Charakter der Ramelsloher

Ramelsloher werden allgemein als zutraulich und lebhaft beschrieben, aber was bedeuten diese  Adjektive in der Praxis? Insbesondere in Hinblick auf andere Rassen. Ruhige Rassen werden als wenig ängstlich hingestellt. Dieser Theorie gilt es nachzugehen. Nach  Simultanversuchen mit Zwerglachsen, Amrocks und Rheinländern, möchte ich die Unterschiede im Charakter und eine außergewöhnliche Eigenschaft der Ramelsloher darlegen.
Nach Kunstbrut und dem Schlupf der Küken eine Prägung auf den Menschen zu bewerkstelligen, erscheint relativ simpel, aber wider Erwarten zeigen sich schon hier die ersten Unterschiede. Ramelsloher lassen sich ohne Protest in die Hand nehmen. Kennen keine Scheu und lassen sich gerne streicheln. Selbst wenn versucht wird,  andere Rassen durch häufigeres Anfassen an diese Art Kontakt zu gewöhnen, tritt bei ihnen kein Wohlgefallen ein. Ramelsloher suchen den Handkontakt und fühlen sich beim Streicheln und Kraulen geborgen.
Von einer Brut der Ramelsloher neigen circa 60-70% zu extremer Zutraulichkeit, die in Aufdringlichkeit enden kann. Das Geschlecht der Tiere ist dem Züchter meist erst nach 3 Wochen bekannt, aber werden die Küken gekennzeichnet, fallen die männlichen Tiere bei Ramelslohern bei einer Retrospektive gerade im Punkte gesteigerter Zutraulichkeit auf. Bedauerlicherweise hat sich nicht bewährt, die männlichen Tiere durch Hinwendung zu bevorzugen.

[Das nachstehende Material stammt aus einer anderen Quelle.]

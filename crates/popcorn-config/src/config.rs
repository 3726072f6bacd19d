use serde::{Deserialize, Serialize};
use std::path::{Path, PathBuf};
use thiserror::Error;
use tracing::debug;

use crate::credentials::CredentialStore;

/// Environment variable that overrides every stored access key
pub const API_KEY_ENV: &str = "OMDB_API_KEY";

const PLACEHOLDER_API_KEY: &str = "YOUR_API_KEY";

#[derive(Debug, Error)]
pub enum ConfigError {
    #[error("no OMDb access key configured: set OMDB_API_KEY or run `popcorn config set-key`")]
    MissingApiKey,

    #[error("failed to read {path:?}: {source}")]
    Read {
        path: PathBuf,
        source: std::io::Error,
    },

    #[error("failed to parse {path:?}: {source}")]
    Parse {
        path: PathBuf,
        source: toml::de::Error,
    },

    #[error("invalid configuration: {0}")]
    Invalid(String),
}

#[derive(Debug, Clone, Default, Serialize, Deserialize)]
pub struct Config {
    #[serde(default)]
    pub provider: ProviderConfig,
    #[serde(default)]
    pub search: SearchConfig,
    #[serde(default)]
    pub detail: DetailConfig,
    #[serde(default)]
    pub messages: Messages,
    #[serde(default)]
    pub logging: LoggingConfig,
}

/// Provider HTTP contract. Field names live here rather than in the
/// client so a compatible mirror can be pointed at without code changes.
#[derive(Debug, Clone, Serialize, Deserialize)]
pub struct ProviderConfig {
    #[serde(default = "default_base_url")]
    pub base_url: String,
    /// Discouraged: prefer credentials.toml or the environment
    #[serde(default, skip_serializing_if = "Option::is_none")]
    pub api_key: Option<String>,
    #[serde(default = "default_key_param")]
    pub key_param: String,
    #[serde(default = "default_search_param")]
    pub search_param: String,
    #[serde(default = "default_id_param")]
    pub id_param: String,
    /// Payload field carrying the logical success flag
    #[serde(default = "default_response_field")]
    pub response_field: String,
    /// Value of `response_field` that means "nothing found"
    #[serde(default = "default_failure_value")]
    pub failure_value: String,
    #[serde(default = "default_error_field")]
    pub error_field: String,
    #[serde(default = "default_timeout_seconds")]
    pub timeout_seconds: u64,
}

#[derive(Debug, Clone, Serialize, Deserialize)]
pub struct SearchConfig {
    #[serde(default = "default_min_query_len")]
    pub min_query_len: usize,
}

#[derive(Debug, Clone, Serialize, Deserialize)]
pub struct DetailConfig {
    #[serde(default = "default_highly_rated_threshold")]
    pub highly_rated_threshold: f64,
}

/// User-visible strings, one per failing operation
#[derive(Debug, Clone, Serialize, Deserialize)]
pub struct Messages {
    #[serde(default = "default_no_results")]
    pub no_results: String,
    #[serde(default = "default_search_failed")]
    pub search_failed: String,
    #[serde(default = "default_detail_failed")]
    pub detail_failed: String,
}

#[derive(Debug, Clone, Serialize, Deserialize)]
pub struct LoggingConfig {
    /// Filter directive used when neither -v nor RUST_LOG is given
    #[serde(default = "default_log_level")]
    pub level: String,
    /// Also write a daily rolling log file under the log directory
    #[serde(default)]
    pub file: bool,
}

fn default_base_url() -> String {
    "https://www.omdbapi.com/".to_string()
}

fn default_key_param() -> String {
    "apikey".to_string()
}

fn default_search_param() -> String {
    "s".to_string()
}

fn default_id_param() -> String {
    "i".to_string()
}

fn default_response_field() -> String {
    "Response".to_string()
}

fn default_failure_value() -> String {
    "False".to_string()
}

fn default_error_field() -> String {
    "Error".to_string()
}

fn default_timeout_seconds() -> u64 {
    15
}

fn default_min_query_len() -> usize {
    3
}

fn default_highly_rated_threshold() -> f64 {
    8.0
}

fn default_no_results() -> String {
    "!جستجوی شما نتیجه‌ای نداشت".to_string()
}

fn default_search_failed() -> String {
    "Something went wrong with fetching movies!".to_string()
}

fn default_detail_failed() -> String {
    "Something went wrong with fetching movie details!".to_string()
}

fn default_log_level() -> String {
    "warn".to_string()
}

impl Default for ProviderConfig {
    fn default() -> Self {
        Self {
            base_url: default_base_url(),
            api_key: None,
            key_param: default_key_param(),
            search_param: default_search_param(),
            id_param: default_id_param(),
            response_field: default_response_field(),
            failure_value: default_failure_value(),
            error_field: default_error_field(),
            timeout_seconds: default_timeout_seconds(),
        }
    }
}

impl Default for SearchConfig {
    fn default() -> Self {
        Self {
            min_query_len: default_min_query_len(),
        }
    }
}

impl Default for DetailConfig {
    fn default() -> Self {
        Self {
            highly_rated_threshold: default_highly_rated_threshold(),
        }
    }
}

impl Default for Messages {
    fn default() -> Self {
        Self {
            no_results: default_no_results(),
            search_failed: default_search_failed(),
            detail_failed: default_detail_failed(),
        }
    }
}

impl Default for LoggingConfig {
    fn default() -> Self {
        Self {
            level: default_log_level(),
            file: false,
        }
    }
}

impl Config {
    pub fn load_from_file(path: &Path) -> Result<Self, ConfigError> {
        let content = std::fs::read_to_string(path).map_err(|source| ConfigError::Read {
            path: path.to_path_buf(),
            source,
        })?;
        toml::from_str(&content).map_err(|source| ConfigError::Parse {
            path: path.to_path_buf(),
            source,
        })
    }

    /// A missing config file is not an error; every setting has a default
    pub fn load_or_default(path: &Path) -> Result<Self, ConfigError> {
        if !path.exists() {
            debug!("No config file at {:?}, using defaults", path);
            return Ok(Self::default());
        }
        Self::load_from_file(path)
    }

    pub fn save_to_file(&self, path: &Path) -> anyhow::Result<()> {
        if let Some(parent) = path.parent() {
            std::fs::create_dir_all(parent)?;
        }
        let content = toml::to_string_pretty(self)?;
        std::fs::write(path, content)?;
        Ok(())
    }

    pub fn validate(&self) -> Result<(), ConfigError> {
        let base_url = self.provider.base_url.trim();
        if !(base_url.starts_with("http://") || base_url.starts_with("https://")) {
            return Err(ConfigError::Invalid(format!(
                "provider.base_url must be an http(s) URL, got {:?}",
                self.provider.base_url
            )));
        }
        if self.provider.response_field.is_empty() {
            return Err(ConfigError::Invalid("provider.response_field cannot be empty".to_string()));
        }
        if self.search.min_query_len == 0 {
            return Err(ConfigError::Invalid("search.min_query_len must be at least 1".to_string()));
        }
        let threshold = self.detail.highly_rated_threshold;
        if !(0.0..=10.0).contains(&threshold) {
            return Err(ConfigError::Invalid(format!(
                "detail.highly_rated_threshold must be between 0 and 10, got {}",
                threshold
            )));
        }
        Ok(())
    }

    /// Access key lookup order: environment, credentials file, config file.
    pub fn resolve_api_key(&self, credentials: &CredentialStore) -> Result<String, ConfigError> {
        self.resolve_api_key_with(std::env::var(API_KEY_ENV).ok(), credentials)
    }

    /// The key `resolve_api_key` would use, and where it came from
    pub fn api_key_with_source(&self, credentials: &CredentialStore) -> Option<(ApiKeySource, String)> {
        self.api_key_with_source_from(std::env::var(API_KEY_ENV).ok(), credentials)
    }

    fn resolve_api_key_with(
        &self,
        from_env: Option<String>,
        credentials: &CredentialStore,
    ) -> Result<String, ConfigError> {
        self.api_key_with_source_from(from_env, credentials)
            .map(|(_, key)| key)
            .ok_or(ConfigError::MissingApiKey)
    }

    fn api_key_with_source_from(
        &self,
        from_env: Option<String>,
        credentials: &CredentialStore,
    ) -> Option<(ApiKeySource, String)> {
        [
            (ApiKeySource::Environment, from_env),
            (ApiKeySource::Credentials, credentials.get_omdb_api_key().cloned()),
            (ApiKeySource::ConfigFile, self.provider.api_key.clone()),
        ]
        .into_iter()
        .filter_map(|(source, key)| key.map(|key| (source, key.trim().to_string())))
        .find(|(_, key)| !key.is_empty() && key != PLACEHOLDER_API_KEY)
    }
}

/// Which layer supplied the access key
#[derive(Debug, Clone, Copy, PartialEq, Eq)]
pub enum ApiKeySource {
    Environment,
    Credentials,
    ConfigFile,
}

impl ApiKeySource {
    pub fn label(&self) -> &'static str {
        match self {
            ApiKeySource::Environment => API_KEY_ENV,
            ApiKeySource::Credentials => "credentials.toml",
            ApiKeySource::ConfigFile => "config.toml",
        }
    }
}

Nach Betrachten der letzten Zeilen mag der Leser denken, warum ein Nutztier überhaupt zahm sein muss. Natürlich - es muss nicht, aber die Vorteile eines zahmen Huhnes überwiegen. So kann insbesondere Kindern und Besuchern ein Tier nahe gebracht werden, zu dem in der heutigen Bevölkerung nur eine anonyme Beziehung besteht. Außerdem macht es einfach Freude ein flauschiges Huhn mit seiner, durch die höhere Körpertemperatur zum Menschen, wohligen Ausstrahlung, im Arm zu haben.
Ramelsloher sind ambivalente Tiere. Sie sind sehr scheu, ständig auf der Hut und sehr kritisch. Selbst dem Halter gelingt es nicht immer, sie von seiner Ungefährlichkeit zu überzeugen, sie prüfen genau wer da ist, bevor sie sich nähern.

In ländlichen Haltungen überleben sie einem Jagddruck durch Wildvögel durch ihre Skepsis, statistisch gesehen, im Vergleich zu anderen Rassen überraschend gut. Ramelsloher sind für die Gattung der Hühner überdurchschnittlich begabt. Sie lernen schnell, bleiben dabei aber immer vorsichtig. Sie sind bewegungsaktiv,- eignen sich daher nicht für Volierenhaltung.

Es sind typische Landhühner mit einer naturgegebenen, außergewöhnlichen Prägung zum Menschen.

Einfach Individualisten, wahrscheinlich genau wie die Mehrzahl der Halter dieser Rasse.